## Aim of the exercise:
A complete response lists each line of the data below that includes the word "CatalogCacheConfig".

## Records:
=======

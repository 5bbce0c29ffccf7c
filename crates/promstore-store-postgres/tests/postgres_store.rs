// crates/promstore-store-postgres/tests/postgres_store.rs
// ============================================================================
// Module: Postgres Store Tests
// Description: Configuration tests plus live-server store tests.
// Purpose: Validate configuration handling always, and store behavior when a
//          server is available.
// ============================================================================

//! ## Overview
//! Configuration tests run unconditionally. Tests that need a server read
//! `PROMSTORE_TEST_POSTGRES_URL` and return early when it is unset. Live
//! tests use unique group ids and metric names so they can share a database.

#![allow(
    clippy::panic,
    clippy::print_stdout,
    clippy::print_stderr,
    clippy::unwrap_used,
    clippy::expect_used,
    clippy::use_debug,
    clippy::dbg_macro,
    clippy::panic_in_result_fn,
    clippy::unwrap_in_result,
    reason = "Test-only output and panic-based assertions are permitted."
)]

use std::sync::Arc;
use std::time::Duration;
use std::time::SystemTime;
use std::time::UNIX_EPOCH;

use promstore_core::Adapter;
use promstore_core::AdapterConfig;
use promstore_core::CatalogCacheConfig;
use promstore_core::CatalogStore;
use promstore_core::FencingToken;
use promstore_core::IngestConfig;
use promstore_core::Label;
use promstore_core::LeaderConfig;
use promstore_core::LeaseStore;
use promstore_core::MetricName;
use promstore_core::NoopMetrics;
use promstore_core::ProvisionerConfig;
use promstore_core::RawSample;
use promstore_core::RelationName;
use promstore_core::RequestContext;
use promstore_core::RetryPolicy;
use promstore_core::StoreError;
use promstore_core::SystemClock;
use promstore_core::TimeRange;
use promstore_core::TimeSeries;
use promstore_core::TracingCacheLogger;
use promstore_core::WriteRequest;
use promstore_store_postgres::PostgresStore;
use promstore_store_postgres::PostgresStoreConfig;
use promstore_store_postgres::PostgresStoreError;

// ============================================================================
// SECTION: Helpers
// ============================================================================

const URL_ENV: &str = "PROMSTORE_TEST_POSTGRES_URL";

fn live_config() -> Option<PostgresStoreConfig> {
    let connection = std::env::var(URL_ENV).ok()?;
    Some(PostgresStoreConfig {
        connection,
        max_connections: 4,
        ..PostgresStoreConfig::default()
    })
}

fn unique(prefix: &str) -> String {
    let nanos = SystemTime::now().duration_since(UNIX_EPOCH).unwrap().as_nanos();
    format!("{prefix}_{}_{nanos}", std::process::id())
}

// ============================================================================
// SECTION: Configuration
// ============================================================================

#[test]
fn postgres_store_default_config_is_valid_shape() {
    let config = PostgresStoreConfig::default();
    assert!(!config.connection.is_empty());
    assert!(config.max_connections > 0);
    assert!(config.connect_timeout_ms > 0);
    assert!(config.statement_timeout_ms > 0);
    assert!(config.pool_wait_ms > 0);
    config.validate().unwrap();
}

#[test]
fn postgres_store_rejects_zero_limits() {
    let config = PostgresStoreConfig {
        max_connections: 0,
        ..PostgresStoreConfig::default()
    };
    assert!(matches!(config.validate(), Err(PostgresStoreError::Invalid(_))));
}

#[test]
fn postgres_store_invalid_connection_string_fails() {
    let config = PostgresStoreConfig {
        connection: "host=/nonexistent port=notaport".to_string(),
        ..PostgresStoreConfig::default()
    };
    let result = PostgresStore::new(config);
    assert!(matches!(result, Err(PostgresStoreError::Invalid(_))));
}

#[test]
fn postgres_store_config_fills_defaults() {
    let config: PostgresStoreConfig =
        serde_json::from_str(r#"{"connection": "postgres://u:p@db/promstore"}"#).unwrap();
    let defaults = PostgresStoreConfig::default();
    assert_eq!(config.max_connections, defaults.max_connections);
    assert_eq!(config.statement_timeout_ms, defaults.statement_timeout_ms);
    assert_eq!(config.pool_wait_ms, defaults.pool_wait_ms);
}

// ============================================================================
// SECTION: Live Server
// ============================================================================

#[test]
fn live_lease_follows_compare_and_set_rules() {
    let Some(config) = live_config() else {
        return;
    };
    let store = PostgresStore::new(config).unwrap();
    let group = unique("lease");
    assert!(store.current_lease(&group).unwrap().is_none());
    let first = store.try_acquire_lease(&group, "a", 0, 1_000).unwrap().unwrap();
    assert_eq!(first.fencing_token, FencingToken::new(1));
    assert!(store.try_acquire_lease(&group, "b", 500, 1_000).unwrap().is_none());
    let taken = store.try_acquire_lease(&group, "b", 1_000, 1_000).unwrap().unwrap();
    assert_eq!(taken.fencing_token, FencingToken::new(2));
    assert!(store.renew_lease(&first, 1_001, 1_000).unwrap().is_none());

    let err = store
        .create_metric_relations(
            &first.fence(),
            &RelationName::data(unique("fenced")),
            &RelationName::series(unique("fenced")),
        )
        .unwrap_err();
    assert!(matches!(err, StoreError::FenceRejected(_)));
}

#[test]
fn live_out_of_band_table_fails_permission() {
    let Some(config) = live_config() else {
        return;
    };
    let mut client = postgres::Client::connect(&config.connection, postgres::NoTls).unwrap();
    let store = PostgresStore::new(config).unwrap();
    let identifier = unique("oob");
    client
        .batch_execute(&format!("CREATE TABLE \"prom_data\".\"{identifier}\" (x INTEGER)"))
        .unwrap();
    assert!(!store.check_permission(&RelationName::data(identifier.as_str())).unwrap());

    let group = unique("oob_group");
    let fence = store.try_acquire_lease(&group, "a", 0, i64::MAX / 2).unwrap().unwrap().fence();
    store
        .create_metric_relations(
            &fence,
            &RelationName::data(identifier.as_str()),
            &RelationName::series(identifier.as_str()),
        )
        .unwrap();
    assert!(!store.check_permission(&RelationName::data(identifier.as_str())).unwrap());
    assert!(store.check_permission(&RelationName::series(identifier.as_str())).unwrap());
}

#[test]
fn live_provision_lock_is_exclusive() {
    let Some(config) = live_config() else {
        return;
    };
    let store = PostgresStore::new(config.clone()).unwrap();
    let other = PostgresStore::new(config).unwrap();
    let key = unique("metric");
    assert!(store.acquire_provision_lock(&key, "a", Duration::from_millis(100)).unwrap());
    assert!(!other.acquire_provision_lock(&key, "b", Duration::from_millis(50)).unwrap());
    store.release_provision_lock(&key, "a").unwrap();
    assert!(other.acquire_provision_lock(&key, "b", Duration::from_millis(100)).unwrap());
    other.release_provision_lock(&key, "b").unwrap();
}

#[test]
fn live_adapter_round_trip() {
    let Some(config) = live_config() else {
        return;
    };
    let store = Arc::new(PostgresStore::new(config).unwrap());
    let adapter = Adapter::new(
        Arc::clone(&store),
        AdapterConfig {
            cache: CatalogCacheConfig::default(),
            provisioner: ProvisionerConfig::default(),
            ingest: IngestConfig {
                retry: RetryPolicy::default(),
                default_timeout: None,
            },
            leader: LeaderConfig::new(unique("adapter"), "node-a"),
        },
        Arc::new(NoopMetrics),
        Arc::new(TracingCacheLogger),
        Arc::new(SystemClock),
    )
    .unwrap();
    adapter.arbiter().tick().unwrap();

    let metric = unique("live_metric");
    let request = WriteRequest {
        timeseries: vec![TimeSeries {
            labels: vec![Label::new("__name__", metric.as_str()), Label::new("job", "x")],
            samples: vec![RawSample::new(1, f64::NAN), RawSample::new(2, -0.0)],
        }],
        metadata: Vec::new(),
    };
    let report = adapter.ingest(&RequestContext::new(), request).unwrap();
    assert_eq!(report.samples_inserted, 2);

    let name = MetricName::new(metric.as_str()).unwrap();
    let entry = store.get_metric(&name).unwrap().unwrap();
    assert!(entry.creation_completed);
    let read = adapter
        .read_series(&RequestContext::new(), &name, TimeRange::all())
        .unwrap();
    assert!(read[0].samples[0].value.is_nan());
    assert_eq!(read[0].samples[1].value.to_bits(), (-0.0_f64).to_bits());
    adapter.shutdown().unwrap();
}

=======

## Answer space:
use promstore_core::CatalogCacheConfig;
            cache: CatalogCacheConfig::default(),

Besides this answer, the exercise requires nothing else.